**Exercise objective**: Whenever the string "this" appears in a line below, please copy the line out.

**Collected data entries**:

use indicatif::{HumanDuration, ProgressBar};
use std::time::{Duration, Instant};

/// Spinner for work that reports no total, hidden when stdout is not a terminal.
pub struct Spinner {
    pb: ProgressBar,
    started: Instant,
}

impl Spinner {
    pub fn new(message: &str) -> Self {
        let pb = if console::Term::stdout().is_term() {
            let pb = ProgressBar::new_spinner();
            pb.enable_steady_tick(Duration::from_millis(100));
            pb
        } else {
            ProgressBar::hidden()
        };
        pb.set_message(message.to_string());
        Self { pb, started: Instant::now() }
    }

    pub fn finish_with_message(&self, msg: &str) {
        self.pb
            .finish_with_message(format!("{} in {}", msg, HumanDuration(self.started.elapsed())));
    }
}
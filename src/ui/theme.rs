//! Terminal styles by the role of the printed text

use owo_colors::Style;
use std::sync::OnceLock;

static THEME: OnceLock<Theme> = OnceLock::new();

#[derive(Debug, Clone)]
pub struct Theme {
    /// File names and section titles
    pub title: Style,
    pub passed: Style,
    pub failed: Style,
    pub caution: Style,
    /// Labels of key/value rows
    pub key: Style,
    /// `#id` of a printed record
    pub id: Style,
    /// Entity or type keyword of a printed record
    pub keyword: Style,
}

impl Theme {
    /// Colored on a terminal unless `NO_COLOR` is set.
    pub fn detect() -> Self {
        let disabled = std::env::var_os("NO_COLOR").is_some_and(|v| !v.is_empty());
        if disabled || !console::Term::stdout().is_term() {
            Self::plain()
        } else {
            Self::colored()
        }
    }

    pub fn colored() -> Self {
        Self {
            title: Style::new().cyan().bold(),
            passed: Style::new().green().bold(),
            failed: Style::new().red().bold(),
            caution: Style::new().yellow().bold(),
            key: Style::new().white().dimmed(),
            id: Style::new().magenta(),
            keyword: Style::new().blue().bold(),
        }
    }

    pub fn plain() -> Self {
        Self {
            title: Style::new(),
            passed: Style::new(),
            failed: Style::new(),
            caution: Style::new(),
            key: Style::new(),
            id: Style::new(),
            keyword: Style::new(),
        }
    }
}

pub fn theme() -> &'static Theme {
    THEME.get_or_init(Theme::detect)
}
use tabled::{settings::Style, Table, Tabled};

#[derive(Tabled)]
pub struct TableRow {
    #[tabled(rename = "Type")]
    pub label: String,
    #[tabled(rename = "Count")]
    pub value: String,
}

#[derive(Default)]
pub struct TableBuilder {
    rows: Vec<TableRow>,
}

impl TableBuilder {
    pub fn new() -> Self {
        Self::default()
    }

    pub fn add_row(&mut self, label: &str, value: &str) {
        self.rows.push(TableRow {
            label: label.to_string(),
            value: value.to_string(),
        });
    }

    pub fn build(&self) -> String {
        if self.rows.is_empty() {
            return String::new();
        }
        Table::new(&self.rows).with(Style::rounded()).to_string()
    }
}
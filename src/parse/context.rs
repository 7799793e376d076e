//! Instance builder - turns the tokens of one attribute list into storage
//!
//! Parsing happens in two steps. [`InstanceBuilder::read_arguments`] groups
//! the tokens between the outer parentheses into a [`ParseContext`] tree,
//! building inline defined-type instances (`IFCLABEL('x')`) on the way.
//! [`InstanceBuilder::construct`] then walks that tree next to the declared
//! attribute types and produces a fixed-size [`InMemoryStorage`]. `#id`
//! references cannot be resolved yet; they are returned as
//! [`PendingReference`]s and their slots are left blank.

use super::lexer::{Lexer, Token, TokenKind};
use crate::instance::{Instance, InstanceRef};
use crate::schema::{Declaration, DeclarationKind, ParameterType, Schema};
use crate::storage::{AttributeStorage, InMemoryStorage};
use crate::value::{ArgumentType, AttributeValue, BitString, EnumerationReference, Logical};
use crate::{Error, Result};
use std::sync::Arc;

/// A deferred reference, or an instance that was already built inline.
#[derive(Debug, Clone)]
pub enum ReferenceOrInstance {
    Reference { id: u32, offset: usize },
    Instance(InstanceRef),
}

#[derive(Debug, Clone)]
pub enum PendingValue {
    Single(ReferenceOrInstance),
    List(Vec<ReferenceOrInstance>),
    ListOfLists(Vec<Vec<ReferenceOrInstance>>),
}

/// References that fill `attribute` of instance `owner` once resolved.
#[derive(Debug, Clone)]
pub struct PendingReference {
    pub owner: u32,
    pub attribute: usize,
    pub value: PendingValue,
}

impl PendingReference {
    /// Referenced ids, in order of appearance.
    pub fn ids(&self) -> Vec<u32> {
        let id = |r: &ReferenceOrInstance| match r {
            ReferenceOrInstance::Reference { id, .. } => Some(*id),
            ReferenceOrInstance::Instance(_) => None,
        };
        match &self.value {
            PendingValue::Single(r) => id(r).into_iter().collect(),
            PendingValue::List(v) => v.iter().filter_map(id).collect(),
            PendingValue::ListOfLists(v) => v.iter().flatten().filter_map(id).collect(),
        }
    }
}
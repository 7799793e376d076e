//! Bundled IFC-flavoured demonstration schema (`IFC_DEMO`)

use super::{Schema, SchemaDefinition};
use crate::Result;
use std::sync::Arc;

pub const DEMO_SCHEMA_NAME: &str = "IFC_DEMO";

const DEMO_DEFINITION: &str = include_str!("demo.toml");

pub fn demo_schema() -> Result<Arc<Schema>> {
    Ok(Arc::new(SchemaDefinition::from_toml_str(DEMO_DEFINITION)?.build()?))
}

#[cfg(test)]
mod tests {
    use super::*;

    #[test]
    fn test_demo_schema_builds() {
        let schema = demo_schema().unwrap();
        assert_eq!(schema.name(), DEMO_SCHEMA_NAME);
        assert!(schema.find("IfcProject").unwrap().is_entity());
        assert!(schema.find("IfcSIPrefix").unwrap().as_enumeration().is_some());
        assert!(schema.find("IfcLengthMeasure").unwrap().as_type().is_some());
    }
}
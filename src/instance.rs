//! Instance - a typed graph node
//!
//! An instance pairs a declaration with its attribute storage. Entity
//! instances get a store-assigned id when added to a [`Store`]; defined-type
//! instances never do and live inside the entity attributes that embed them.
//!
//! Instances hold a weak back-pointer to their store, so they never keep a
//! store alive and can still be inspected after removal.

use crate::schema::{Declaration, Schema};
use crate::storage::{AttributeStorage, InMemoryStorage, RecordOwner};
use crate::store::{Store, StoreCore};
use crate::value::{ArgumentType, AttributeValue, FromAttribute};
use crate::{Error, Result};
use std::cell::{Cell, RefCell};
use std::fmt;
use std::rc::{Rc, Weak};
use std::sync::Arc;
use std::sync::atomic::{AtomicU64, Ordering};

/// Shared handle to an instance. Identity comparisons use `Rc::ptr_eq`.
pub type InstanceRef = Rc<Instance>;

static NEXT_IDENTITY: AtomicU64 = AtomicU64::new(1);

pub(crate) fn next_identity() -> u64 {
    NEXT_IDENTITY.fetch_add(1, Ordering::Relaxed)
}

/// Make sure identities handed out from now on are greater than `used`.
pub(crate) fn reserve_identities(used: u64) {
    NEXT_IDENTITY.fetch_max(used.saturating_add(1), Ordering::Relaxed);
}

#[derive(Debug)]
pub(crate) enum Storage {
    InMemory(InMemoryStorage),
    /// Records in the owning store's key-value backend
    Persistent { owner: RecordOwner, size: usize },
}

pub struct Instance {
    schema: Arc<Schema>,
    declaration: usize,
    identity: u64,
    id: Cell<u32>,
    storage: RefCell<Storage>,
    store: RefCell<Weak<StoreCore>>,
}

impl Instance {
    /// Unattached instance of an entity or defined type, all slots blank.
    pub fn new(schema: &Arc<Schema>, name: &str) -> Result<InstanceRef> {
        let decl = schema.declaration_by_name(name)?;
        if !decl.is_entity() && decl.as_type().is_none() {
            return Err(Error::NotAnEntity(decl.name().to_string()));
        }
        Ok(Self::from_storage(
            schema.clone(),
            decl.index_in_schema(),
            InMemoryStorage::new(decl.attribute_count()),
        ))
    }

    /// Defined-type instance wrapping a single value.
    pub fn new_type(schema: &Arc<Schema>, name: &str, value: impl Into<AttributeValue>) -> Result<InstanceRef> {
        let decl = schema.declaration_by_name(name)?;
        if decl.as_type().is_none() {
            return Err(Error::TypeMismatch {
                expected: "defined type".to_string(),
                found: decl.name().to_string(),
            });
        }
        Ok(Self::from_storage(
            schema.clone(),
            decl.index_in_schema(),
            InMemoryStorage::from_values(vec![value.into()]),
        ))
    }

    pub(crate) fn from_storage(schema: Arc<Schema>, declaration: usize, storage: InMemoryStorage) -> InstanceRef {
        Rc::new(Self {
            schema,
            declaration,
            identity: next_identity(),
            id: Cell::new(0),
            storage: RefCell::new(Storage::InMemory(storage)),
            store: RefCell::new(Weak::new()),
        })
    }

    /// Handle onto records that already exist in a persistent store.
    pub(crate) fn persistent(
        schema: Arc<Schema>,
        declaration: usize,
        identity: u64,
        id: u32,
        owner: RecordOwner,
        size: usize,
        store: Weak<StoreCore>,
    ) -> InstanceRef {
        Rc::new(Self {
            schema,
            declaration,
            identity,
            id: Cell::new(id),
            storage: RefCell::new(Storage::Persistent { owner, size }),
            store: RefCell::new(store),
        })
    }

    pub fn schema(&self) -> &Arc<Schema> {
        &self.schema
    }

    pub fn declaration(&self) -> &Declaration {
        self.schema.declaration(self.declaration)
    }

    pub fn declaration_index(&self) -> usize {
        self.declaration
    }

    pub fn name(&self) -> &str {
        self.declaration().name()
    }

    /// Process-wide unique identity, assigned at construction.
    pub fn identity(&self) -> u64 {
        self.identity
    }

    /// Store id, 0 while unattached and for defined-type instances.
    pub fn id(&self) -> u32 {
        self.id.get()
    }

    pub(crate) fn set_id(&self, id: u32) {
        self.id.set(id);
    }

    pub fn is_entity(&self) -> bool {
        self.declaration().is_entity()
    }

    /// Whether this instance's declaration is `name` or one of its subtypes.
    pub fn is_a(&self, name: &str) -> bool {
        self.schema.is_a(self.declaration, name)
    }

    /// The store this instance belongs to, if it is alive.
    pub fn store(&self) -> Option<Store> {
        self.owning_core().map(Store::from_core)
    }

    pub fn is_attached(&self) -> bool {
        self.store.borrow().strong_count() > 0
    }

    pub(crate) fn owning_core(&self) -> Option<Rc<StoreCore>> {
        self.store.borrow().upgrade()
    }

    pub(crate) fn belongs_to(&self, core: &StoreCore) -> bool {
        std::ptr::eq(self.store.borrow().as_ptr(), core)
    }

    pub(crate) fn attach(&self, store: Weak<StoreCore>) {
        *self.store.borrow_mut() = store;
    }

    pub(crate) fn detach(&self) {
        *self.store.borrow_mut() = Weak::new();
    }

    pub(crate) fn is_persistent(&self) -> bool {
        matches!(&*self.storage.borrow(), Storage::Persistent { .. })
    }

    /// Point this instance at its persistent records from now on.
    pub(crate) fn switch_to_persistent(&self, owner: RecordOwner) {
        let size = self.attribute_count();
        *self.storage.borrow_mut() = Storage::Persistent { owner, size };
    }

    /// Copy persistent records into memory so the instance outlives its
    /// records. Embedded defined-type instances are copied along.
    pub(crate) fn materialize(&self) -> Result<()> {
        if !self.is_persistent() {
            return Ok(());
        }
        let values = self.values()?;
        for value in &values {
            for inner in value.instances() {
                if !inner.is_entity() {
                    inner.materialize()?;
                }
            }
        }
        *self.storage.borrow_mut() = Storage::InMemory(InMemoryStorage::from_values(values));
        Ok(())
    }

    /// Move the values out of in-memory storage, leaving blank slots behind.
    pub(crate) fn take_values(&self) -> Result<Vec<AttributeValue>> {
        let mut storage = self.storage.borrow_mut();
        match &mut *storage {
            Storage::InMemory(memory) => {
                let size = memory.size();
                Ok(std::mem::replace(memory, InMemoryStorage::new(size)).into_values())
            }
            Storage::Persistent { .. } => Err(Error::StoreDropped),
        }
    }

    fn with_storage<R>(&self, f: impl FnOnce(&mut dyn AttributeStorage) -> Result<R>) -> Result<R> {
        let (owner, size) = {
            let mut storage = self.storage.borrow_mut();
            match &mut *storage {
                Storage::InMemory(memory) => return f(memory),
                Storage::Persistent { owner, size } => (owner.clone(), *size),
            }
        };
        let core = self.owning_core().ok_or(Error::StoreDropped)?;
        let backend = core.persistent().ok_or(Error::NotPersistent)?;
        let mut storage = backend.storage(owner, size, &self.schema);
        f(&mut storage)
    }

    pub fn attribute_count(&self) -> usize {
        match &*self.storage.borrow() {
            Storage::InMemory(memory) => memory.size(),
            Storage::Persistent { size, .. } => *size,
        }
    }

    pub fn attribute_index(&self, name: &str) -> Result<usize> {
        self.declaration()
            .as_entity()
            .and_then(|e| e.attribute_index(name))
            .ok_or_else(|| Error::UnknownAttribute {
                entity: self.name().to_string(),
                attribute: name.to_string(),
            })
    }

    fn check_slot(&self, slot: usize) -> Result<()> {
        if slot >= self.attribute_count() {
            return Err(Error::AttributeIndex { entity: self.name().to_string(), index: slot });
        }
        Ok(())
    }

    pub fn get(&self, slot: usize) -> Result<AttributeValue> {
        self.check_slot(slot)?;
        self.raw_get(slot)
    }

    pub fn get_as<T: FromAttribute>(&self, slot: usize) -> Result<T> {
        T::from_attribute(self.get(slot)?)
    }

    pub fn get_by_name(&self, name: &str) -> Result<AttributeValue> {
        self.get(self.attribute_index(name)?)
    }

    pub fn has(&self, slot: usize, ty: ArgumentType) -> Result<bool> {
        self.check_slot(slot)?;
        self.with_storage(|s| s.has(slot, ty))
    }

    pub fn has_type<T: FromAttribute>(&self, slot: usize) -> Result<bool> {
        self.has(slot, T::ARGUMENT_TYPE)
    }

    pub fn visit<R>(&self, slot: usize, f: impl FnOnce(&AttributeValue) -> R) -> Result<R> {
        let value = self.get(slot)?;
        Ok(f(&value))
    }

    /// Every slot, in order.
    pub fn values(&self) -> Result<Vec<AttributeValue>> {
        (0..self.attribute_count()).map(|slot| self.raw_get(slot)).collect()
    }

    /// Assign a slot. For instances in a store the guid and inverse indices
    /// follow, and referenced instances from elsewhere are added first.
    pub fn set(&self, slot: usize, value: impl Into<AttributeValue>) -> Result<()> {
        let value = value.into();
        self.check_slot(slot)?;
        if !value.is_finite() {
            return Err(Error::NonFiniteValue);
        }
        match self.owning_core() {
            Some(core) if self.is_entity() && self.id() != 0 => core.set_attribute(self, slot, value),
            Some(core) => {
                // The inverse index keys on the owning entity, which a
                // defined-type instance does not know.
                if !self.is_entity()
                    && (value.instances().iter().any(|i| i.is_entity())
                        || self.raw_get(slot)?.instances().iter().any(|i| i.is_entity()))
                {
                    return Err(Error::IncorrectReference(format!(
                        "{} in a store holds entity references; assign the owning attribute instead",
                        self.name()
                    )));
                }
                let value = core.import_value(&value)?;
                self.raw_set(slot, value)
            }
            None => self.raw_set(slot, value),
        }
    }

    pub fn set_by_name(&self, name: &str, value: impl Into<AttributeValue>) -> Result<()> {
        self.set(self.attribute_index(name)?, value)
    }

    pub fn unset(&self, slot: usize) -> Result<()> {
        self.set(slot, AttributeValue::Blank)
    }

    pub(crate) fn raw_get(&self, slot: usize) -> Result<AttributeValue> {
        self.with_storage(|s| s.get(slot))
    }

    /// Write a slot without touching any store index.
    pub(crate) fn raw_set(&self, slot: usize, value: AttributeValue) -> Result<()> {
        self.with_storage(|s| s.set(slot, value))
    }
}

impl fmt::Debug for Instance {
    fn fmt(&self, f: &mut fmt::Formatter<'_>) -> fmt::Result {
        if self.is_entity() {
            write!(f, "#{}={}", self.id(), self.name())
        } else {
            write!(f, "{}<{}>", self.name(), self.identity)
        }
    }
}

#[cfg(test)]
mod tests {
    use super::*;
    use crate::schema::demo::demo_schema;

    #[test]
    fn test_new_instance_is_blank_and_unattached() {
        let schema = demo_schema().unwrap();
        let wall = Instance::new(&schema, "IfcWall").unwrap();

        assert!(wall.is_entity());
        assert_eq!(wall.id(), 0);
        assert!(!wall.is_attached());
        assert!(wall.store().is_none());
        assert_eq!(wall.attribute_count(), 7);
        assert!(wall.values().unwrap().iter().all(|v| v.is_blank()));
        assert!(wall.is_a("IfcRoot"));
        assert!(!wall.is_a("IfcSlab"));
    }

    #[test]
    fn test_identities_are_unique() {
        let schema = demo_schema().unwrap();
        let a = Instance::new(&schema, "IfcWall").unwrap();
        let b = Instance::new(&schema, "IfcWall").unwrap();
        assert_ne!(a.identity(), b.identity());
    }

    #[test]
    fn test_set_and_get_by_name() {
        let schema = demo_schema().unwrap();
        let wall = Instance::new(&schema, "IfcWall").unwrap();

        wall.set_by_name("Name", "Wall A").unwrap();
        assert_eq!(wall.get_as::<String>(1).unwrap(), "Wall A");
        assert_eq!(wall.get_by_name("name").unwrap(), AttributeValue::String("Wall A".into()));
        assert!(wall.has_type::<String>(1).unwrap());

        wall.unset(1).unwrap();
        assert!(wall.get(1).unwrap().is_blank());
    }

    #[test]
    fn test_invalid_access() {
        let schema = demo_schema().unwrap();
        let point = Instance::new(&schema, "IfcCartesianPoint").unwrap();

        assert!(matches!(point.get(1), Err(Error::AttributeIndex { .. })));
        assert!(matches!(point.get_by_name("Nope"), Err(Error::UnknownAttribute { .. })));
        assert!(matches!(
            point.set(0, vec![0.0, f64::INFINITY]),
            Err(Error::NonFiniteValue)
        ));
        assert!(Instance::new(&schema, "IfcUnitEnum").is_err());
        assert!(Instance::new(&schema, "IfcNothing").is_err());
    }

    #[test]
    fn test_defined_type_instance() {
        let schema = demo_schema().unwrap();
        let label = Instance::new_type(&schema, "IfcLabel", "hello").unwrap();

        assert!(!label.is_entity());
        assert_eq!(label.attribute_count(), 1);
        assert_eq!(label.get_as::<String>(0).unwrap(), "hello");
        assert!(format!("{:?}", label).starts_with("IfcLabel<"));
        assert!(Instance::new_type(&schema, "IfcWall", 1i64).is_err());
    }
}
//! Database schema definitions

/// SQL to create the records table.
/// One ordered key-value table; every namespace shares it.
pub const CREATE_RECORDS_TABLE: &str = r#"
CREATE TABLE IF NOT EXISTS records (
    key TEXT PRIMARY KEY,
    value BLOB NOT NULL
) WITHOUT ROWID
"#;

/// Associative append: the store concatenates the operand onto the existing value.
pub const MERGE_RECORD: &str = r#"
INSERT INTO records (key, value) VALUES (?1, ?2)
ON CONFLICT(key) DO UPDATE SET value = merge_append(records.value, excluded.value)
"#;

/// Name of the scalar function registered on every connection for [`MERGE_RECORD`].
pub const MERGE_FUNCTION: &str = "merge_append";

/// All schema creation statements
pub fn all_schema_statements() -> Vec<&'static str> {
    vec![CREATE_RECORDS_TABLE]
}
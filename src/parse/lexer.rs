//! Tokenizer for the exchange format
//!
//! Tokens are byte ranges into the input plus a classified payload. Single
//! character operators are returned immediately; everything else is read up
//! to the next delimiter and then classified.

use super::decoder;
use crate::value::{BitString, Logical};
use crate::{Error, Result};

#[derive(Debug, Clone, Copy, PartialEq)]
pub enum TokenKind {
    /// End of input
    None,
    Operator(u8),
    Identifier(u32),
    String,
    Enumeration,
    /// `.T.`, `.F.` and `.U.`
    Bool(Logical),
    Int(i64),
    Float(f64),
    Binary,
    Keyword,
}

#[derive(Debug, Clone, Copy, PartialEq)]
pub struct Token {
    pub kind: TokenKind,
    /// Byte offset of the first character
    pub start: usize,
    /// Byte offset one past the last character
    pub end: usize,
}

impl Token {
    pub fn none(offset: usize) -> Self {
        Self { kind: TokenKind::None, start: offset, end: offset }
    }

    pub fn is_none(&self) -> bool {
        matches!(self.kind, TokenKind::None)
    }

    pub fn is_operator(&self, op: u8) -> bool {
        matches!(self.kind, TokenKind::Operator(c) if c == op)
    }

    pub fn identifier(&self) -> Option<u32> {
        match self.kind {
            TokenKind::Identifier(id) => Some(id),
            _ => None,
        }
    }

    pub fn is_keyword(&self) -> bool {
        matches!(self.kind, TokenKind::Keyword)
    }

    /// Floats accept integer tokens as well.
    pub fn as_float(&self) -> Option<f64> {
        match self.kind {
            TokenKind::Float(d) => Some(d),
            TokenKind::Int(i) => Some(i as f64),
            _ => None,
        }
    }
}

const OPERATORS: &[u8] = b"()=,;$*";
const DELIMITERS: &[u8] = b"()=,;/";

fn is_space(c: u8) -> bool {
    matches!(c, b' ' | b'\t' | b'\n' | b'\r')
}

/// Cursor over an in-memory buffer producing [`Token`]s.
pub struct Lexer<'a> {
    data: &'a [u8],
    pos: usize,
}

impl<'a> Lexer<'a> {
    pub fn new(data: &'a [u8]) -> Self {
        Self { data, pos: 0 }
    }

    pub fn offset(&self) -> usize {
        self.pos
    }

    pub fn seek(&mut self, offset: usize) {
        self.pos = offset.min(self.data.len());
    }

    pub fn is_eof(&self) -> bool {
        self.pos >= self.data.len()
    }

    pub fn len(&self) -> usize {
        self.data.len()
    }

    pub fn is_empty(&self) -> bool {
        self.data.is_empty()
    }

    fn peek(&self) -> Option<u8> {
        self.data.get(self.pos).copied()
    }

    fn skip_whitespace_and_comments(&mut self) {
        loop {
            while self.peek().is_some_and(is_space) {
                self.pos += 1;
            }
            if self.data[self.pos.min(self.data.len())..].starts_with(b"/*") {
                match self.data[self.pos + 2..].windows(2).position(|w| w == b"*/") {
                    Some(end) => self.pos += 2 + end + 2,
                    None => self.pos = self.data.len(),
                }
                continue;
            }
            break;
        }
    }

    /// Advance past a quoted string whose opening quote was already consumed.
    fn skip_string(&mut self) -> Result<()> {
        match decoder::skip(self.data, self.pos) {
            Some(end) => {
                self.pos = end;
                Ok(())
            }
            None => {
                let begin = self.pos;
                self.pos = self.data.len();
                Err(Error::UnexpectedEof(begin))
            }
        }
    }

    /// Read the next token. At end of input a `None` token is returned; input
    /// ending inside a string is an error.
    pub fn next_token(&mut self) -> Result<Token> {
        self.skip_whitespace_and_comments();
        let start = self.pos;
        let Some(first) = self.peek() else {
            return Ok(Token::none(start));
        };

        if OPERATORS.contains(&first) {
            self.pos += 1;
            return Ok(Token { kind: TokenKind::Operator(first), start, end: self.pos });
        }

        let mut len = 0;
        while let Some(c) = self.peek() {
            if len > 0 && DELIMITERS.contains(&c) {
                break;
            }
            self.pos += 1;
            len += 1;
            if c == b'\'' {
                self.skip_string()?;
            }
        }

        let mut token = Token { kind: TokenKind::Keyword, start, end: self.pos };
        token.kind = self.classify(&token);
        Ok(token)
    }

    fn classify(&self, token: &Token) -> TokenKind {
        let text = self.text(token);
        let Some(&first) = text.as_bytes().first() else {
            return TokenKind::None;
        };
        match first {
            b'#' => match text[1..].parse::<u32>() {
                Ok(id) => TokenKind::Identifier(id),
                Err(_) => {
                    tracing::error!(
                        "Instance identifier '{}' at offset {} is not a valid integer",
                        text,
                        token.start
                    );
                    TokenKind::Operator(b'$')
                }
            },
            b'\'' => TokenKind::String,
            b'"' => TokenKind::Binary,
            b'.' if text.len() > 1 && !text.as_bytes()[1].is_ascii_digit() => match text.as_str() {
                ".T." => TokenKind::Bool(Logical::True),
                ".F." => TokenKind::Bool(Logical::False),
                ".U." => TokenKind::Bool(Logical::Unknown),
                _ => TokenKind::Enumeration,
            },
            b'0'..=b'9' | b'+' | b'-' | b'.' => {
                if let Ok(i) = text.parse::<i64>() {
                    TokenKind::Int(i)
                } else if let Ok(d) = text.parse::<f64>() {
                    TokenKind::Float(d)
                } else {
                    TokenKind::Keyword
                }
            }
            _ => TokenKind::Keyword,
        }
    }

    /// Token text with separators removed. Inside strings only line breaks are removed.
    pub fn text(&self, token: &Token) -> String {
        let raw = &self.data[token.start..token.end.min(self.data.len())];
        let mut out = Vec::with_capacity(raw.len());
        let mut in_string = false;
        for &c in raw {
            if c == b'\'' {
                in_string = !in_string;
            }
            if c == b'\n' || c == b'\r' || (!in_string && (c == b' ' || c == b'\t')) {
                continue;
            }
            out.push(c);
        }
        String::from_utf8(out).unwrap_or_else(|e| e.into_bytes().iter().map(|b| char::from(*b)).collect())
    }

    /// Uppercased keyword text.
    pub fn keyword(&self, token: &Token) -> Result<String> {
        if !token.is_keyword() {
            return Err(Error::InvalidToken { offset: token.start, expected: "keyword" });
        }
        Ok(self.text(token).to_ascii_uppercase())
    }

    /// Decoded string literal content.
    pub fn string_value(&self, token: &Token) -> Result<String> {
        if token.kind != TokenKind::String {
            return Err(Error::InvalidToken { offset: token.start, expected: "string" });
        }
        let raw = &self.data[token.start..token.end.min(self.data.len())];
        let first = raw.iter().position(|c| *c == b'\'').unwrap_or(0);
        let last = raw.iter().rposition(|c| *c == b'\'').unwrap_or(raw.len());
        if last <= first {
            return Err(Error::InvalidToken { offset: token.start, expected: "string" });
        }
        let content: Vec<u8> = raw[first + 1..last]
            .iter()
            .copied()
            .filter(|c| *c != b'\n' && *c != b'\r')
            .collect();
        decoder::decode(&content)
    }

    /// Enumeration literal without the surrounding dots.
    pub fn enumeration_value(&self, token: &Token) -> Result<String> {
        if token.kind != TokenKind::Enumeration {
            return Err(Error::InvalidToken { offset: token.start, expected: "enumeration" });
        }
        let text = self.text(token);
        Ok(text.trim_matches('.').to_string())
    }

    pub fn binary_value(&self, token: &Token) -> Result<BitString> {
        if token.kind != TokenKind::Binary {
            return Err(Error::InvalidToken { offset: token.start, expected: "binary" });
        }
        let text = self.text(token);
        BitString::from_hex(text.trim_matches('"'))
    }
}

**Answer box**:
    /// Whether this instance's declaration is `name` or one of its subtypes.
    /// The store this instance belongs to, if it is alive.
    /// Point this instance at its persistent records from now on.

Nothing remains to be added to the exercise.